1. Growing uncertainty harms investments and growth prospects
First the pandemic
shock and then the Russia-Ukraine war have seriously harmed the
GDP growth prospects of all Med countries. After the deep
recession in 2020, almost all countries in the Med area have
seen their recovery put at risk by the 2022
¶{p. 72}war. Yet the impacts of the two crises
have not been symmetric across the Mediterranean basin. Euro Med
countries appear to have suffered more from both shocks, while
East Med countries have been more resilient. South Med
countries, instead, show very different growth trajectories not
only because of differences in their economic structures but
most of all because of the nature of the political instability
they are experiencing.
Following the
pandemic shock, the Euro Med countries witnessed a considerable
fall in their GDP growth rate of almost 8 per cent on average
(see fig. 1). Moreover, while East Med countries and South Med
countries on average recovered all the loss in 2022, Euro Med
countries still lag.
The Ukrainian war
has delayed the recovery in the Euro Med countries by adding
uncertainty and by massively increasing the cost of energy.

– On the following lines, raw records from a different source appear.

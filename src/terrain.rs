use bevy::math::Vec3;

/// Ground point and surface normal under a query position
#[derive(Debug, Clone, Copy, PartialEq)]
pub struct GroundHit {
    pub point: Vec3,
    pub normal: Vec3,
}

impl GroundHit {
    /// Level ground at height zero
    pub fn flat(x: f32, z: f32) -> Self {
        Self {
            point: Vec3::new(x, 0.0, z),
            normal: Vec3::Y,
        }
    }
}

/// Height and normal lookup the agents conform to every tick
pub trait TerrainSampler: Send + Sync {
    fn height_at(&self, x: f32, z: f32) -> GroundHit;
}

impl<F> TerrainSampler for F
where
    F: Fn(f32, f32) -> GroundHit + Send + Sync,
{
    fn height_at(&self, x: f32, z: f32) -> GroundHit {
        self(x, z)
    }
}

/// Level plane at a fixed height
#[derive(Debug, Clone, Copy, Default, PartialEq)]
pub struct FlatTerrain {
    pub height: f32,
}

impl TerrainSampler for FlatTerrain {
    fn height_at(&self, x: f32, z: f32) -> GroundHit {
        GroundHit {
            point: Vec3::new(x, self.height, z),
            normal: Vec3::Y,
        }
    }
}

/// Gentle hills built from a few summed sines
#[derive(Debug, Clone, Copy, PartialEq)]
pub struct RollingTerrain {
    pub amplitude: f32,
    pub wavelength: f32,
}

impl Default for RollingTerrain {
    fn default() -> Self {
        Self {
            amplitude: 1.2,
            wavelength: 40.0,
        }
    }
}

impl RollingTerrain {
    /// Step used for the finite-difference normal
    const NORMAL_STEP: f32 = 0.25;

    pub fn height(&self, x: f32, z: f32) -> f32 {
        let k = std::f32::consts::TAU / self.wavelength.max(1e-3);
        let primary = (x * k).sin() * (z * k * 0.8).cos();
        let ripple = 0.5 * ((x + z) * k * 1.7).sin();
        let swell = 0.25 * (x * k * 0.3 - z * k * 0.45).cos();
        self.amplitude * (primary + ripple + swell)
    }
}

impl TerrainSampler for RollingTerrain {
    fn height_at(&self, x: f32, z: f32) -> GroundHit {
        let h = Self::NORMAL_STEP;
        let dx = (self.height(x + h, z) - self.height(x - h, z)) / (2.0 * h);
        let dz = (self.height(x, z + h) - self.height(x, z - h)) / (2.0 * h);
        GroundHit {
            point: Vec3::new(x, self.height(x, z), z),
            normal: Vec3::new(-dx, 1.0, -dz).normalize_or(Vec3::Y),
        }
    }
}
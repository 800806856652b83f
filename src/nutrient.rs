use crate::config::*;
use crate::steering::smoothstep;
use bevy::math::Vec2;
use rand::Rng;
use std::f32::consts::TAU;

/// Uniform random points in a disc of `radius` around the origin
pub fn scatter<R: Rng + ?Sized>(rng: &mut R, count: usize, radius: f32) -> Vec<Vec2> {
    (0..count)
        .map(|_| {
            let angle = rng.gen_range(0.0..TAU);
            let r = rng.gen_range(0.0f32..1.0).sqrt() * radius;
            Vec2::new(angle.cos() * r, angle.sin() * r)
        })
        .collect()
}

/// Registered food attractors on the ground plane (`y` holds world Z)
#[derive(Debug, Clone, Default, PartialEq)]
pub struct NutrientField {
    points: Vec<Vec2>,
}

impl NutrientField {
    pub fn new() -> Self {
        Self::default()
    }

    pub fn points(&self) -> &[Vec2] {
        &self.points
    }

    /// Replace every attractor; non-finite points are dropped
    pub fn set_points<I: IntoIterator<Item = Vec2>>(&mut self, points: I) {
        self.points.clear();
        self.points
            .extend(points.into_iter().filter(|p| p.is_finite()));
    }

    pub fn add_point(&mut self, point: Vec2) {
        if point.is_finite() {
            self.points.push(point);
        }
    }

    /// Unit direction toward nearby nutrients, each weighted by how deep the
    /// agent is inside its attraction ring. Zero when nothing is in reach.
    pub fn force(&self, position: Vec2) -> Vec2 {
        let mut sum = Vec2::ZERO;
        for point in &self.points {
            let offset = *point - position;
            let d2 = offset.length_squared();
            if d2 <= 1e-6 || d2 > NUTRIENT_OUTER_RADIUS * NUTRIENT_OUTER_RADIUS {
                continue;
            }
            let d = d2.sqrt();
            let w = 1.0 - smoothstep(NUTRIENT_INNER_RADIUS, NUTRIENT_OUTER_RADIUS, d);
            if w <= 0.0 {
                continue;
            }
            sum += offset / d * w;
        }

        if sum.length_squared() < 1e-6 {
            Vec2::ZERO
        } else {
            sum.normalize()
        }
    }
}
use bevy::prelude::*;
use bevy_egui::{egui, EguiContexts, EguiPlugin};
use rand::SeedableRng;
use rand_chacha::ChaCha8Rng;
use thermobug::config::*;
use thermobug::input::{camera_pan, camera_zoom, keyboard_controls, pointer_heat, CameraState};
use thermobug::nutrient;
use thermobug::render::{
    draw_trails_and_heat, setup_camera, spawn_bug_sprites, spawn_nutrient_markers, sync_bug_sprites,
};
use thermobug::{RollingTerrain, Simulation, SimulationPlugin, SimulationState};

fn main() {
    App::new()
        .add_plugins(DefaultPlugins.set(WindowPlugin {
            primary_window: Some(Window {
                title: "ThermoBug".to_string(),
                resolution: (1280.0, 720.0).into(),
                ..default()
            }),
            ..default()
        }))
        .add_plugins(EguiPlugin)
        .add_plugins(SimulationPlugin)
        .init_resource::<CameraState>()
        .add_systems(
            Startup,
            (
                start_simulation,
                (setup_camera, spawn_bug_sprites, spawn_nutrient_markers)
                    .run_if(resource_exists::<Simulation>),
            )
                .chain(),
        )
        .add_systems(Update, (camera_zoom, camera_pan))
        .add_systems(
            Update,
            (
                pointer_heat,
                keyboard_controls,
                sync_bug_sprites,
                draw_trails_and_heat,
                ui_system,
            )
                .run_if(resource_exists::<Simulation>),
        )
        .run();
}

/// Build the world, or close the app if the settings are invalid
fn start_simulation(mut commands: Commands, mut exit: EventWriter<AppExit>) {
    let config = SimConfig::default();
    let nutrient_seed = config.seed.wrapping_add(2);
    let mut simulation = match Simulation::new(config, Some(Box::new(RollingTerrain::default()))) {
        Ok(simulation) => simulation,
        Err(err) => {
            error!("cannot start simulation: {err}");
            exit.send(AppExit::error());
            return;
        }
    };

    let mut rng = ChaCha8Rng::seed_from_u64(nutrient_seed);
    simulation.set_nutrient_points(nutrient::scatter(
        &mut rng,
        NUTRIENT_PATCH_COUNT,
        NUTRIENT_SCATTER_RADIUS,
    ));
    commands.insert_resource(simulation);
}

fn ui_system(
    mut contexts: EguiContexts,
    camera_state: Res<CameraState>,
    mut simulation_state: ResMut<SimulationState>,
    mut simulation: ResMut<Simulation>,
) {
    let summary = simulation.summary();
    let progress = simulation.generation_progress();

    egui::Window::new("ThermoBug")
        .default_pos(egui::pos2(10.0, 10.0))
        .show(contexts.ctx_mut(), |ui| {
            ui.horizontal(|ui| {
                let button_text = if *simulation_state == SimulationState::Running {
                    "⏸ Pause"
                } else {
                    "▶ Resume"
                };
                if ui.button(button_text).clicked() {
                    *simulation_state = simulation_state.toggled();
                }
                ui.label(format!("State: {:?}", *simulation_state));
            });

            ui.horizontal(|ui| {
                let next = ui.add_enabled(!summary.transitioning, egui::Button::new("⏭ Next Generation"));
                if next.clicked() {
                    simulation.trigger_next_generation();
                }

                let mut auto_run = simulation.auto_run();
                if ui.checkbox(&mut auto_run, "Auto-run").changed() {
                    simulation.set_auto_run(auto_run);
                }
            });

            let bar_text = if summary.transitioning {
                "replacing the weakest...".to_string()
            } else {
                format!("{}%", (progress * 100.0) as u32)
            };
            ui.add(egui::ProgressBar::new(progress).text(bar_text));

            ui.separator();
            ui.heading("Population");
            ui.separator();

            ui.label(format!("Generation: {}", summary.generation));
            for (pattern, count) in summary.population.pattern_counts.iter().enumerate() {
                ui.label(format!("  Pattern P{pattern}: {count}"));
            }
            ui.label(format!("Mean Scale: {:.2}", summary.population.mean_body_scale));
            ui.label(format!("Mean Base Speed: {:.2}", summary.population.mean_base_speed));
            ui.label(format!("Mean Speed: {:.2}", summary.mean_speed));
            ui.add(
                egui::ProgressBar::new(summary.activity / ACTIVITY_SCALE)
                    .text(format!("Activity {:.1}", summary.activity)),
            );

            ui.separator();
            ui.label(format!(
                "Alive {} | Dying {} | Dead {} | Newborn {}",
                summary.alive, summary.dying, summary.dead, summary.newborn
            ));

            ui.separator();
            ui.heading("Controls");
            ui.separator();
            ui.label(format!("Zoom: {:.2}x", camera_state.zoom));
            ui.label("• Move Pointer - Drag the heat source");
            ui.label("• Left Click - Heat pulse");
            ui.label("• H - Next generation");
            ui.label("• Space - Pause/resume");
            ui.label("• Mouse Wheel - Zoom in/out");
            ui.label("• Middle Mouse - Pan camera");
        });
}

South Med economies show a mixed reality. On the one hand,
countries such as Libya, Syria and Lebanon, and to a lesser
extent Tunisia and Palestine, suffer significantly due to the
political instability and social unrest which have translated
into deep recession; by contrast, in 2020 countries such as
Turkey and Egypt recorded slower growth rates, and their
recovery in 2021 and 2022 was significant despite the war (see
fig. 2). Thanks ¶{p. 73}to its large endowment
of fossil fuel energy resources, Algeria managed to rebound
strongly in 2022 in the wake of the energy crisis ignited by the
war, while Morocco saw its strong recovery in 2021 (almost 8 per
cent) shrink in 2022 to a mere 0.77 per cent. Morocco’s recovery
in 2021 was mainly sustained by the growth of the service
sector, especially by tourism. However, like all other
oil-importing countries in the region, such as Egypt and
Tunisia, Morocco was badly hit by the increase in energy prices
in the second half of 2022.
Note
[1] From now on we will refer to three different geographical areas of the Mediterranean which comprise: 1) Euro Med countries: Cyprus, France, Greece, Italy, Malta, Portugal, Slovenia, Spain; 2) East Med countries: Albania, Bosnia and Herzegovina, Croatia, Montenegro, North Macedonia, Serbia; 3) South Med countries: Algeria, Egypt, Israel, Jordan, Libya, Lebanon, Morocco, Syria, Turkey, Tunisia, West Bank and Gaza.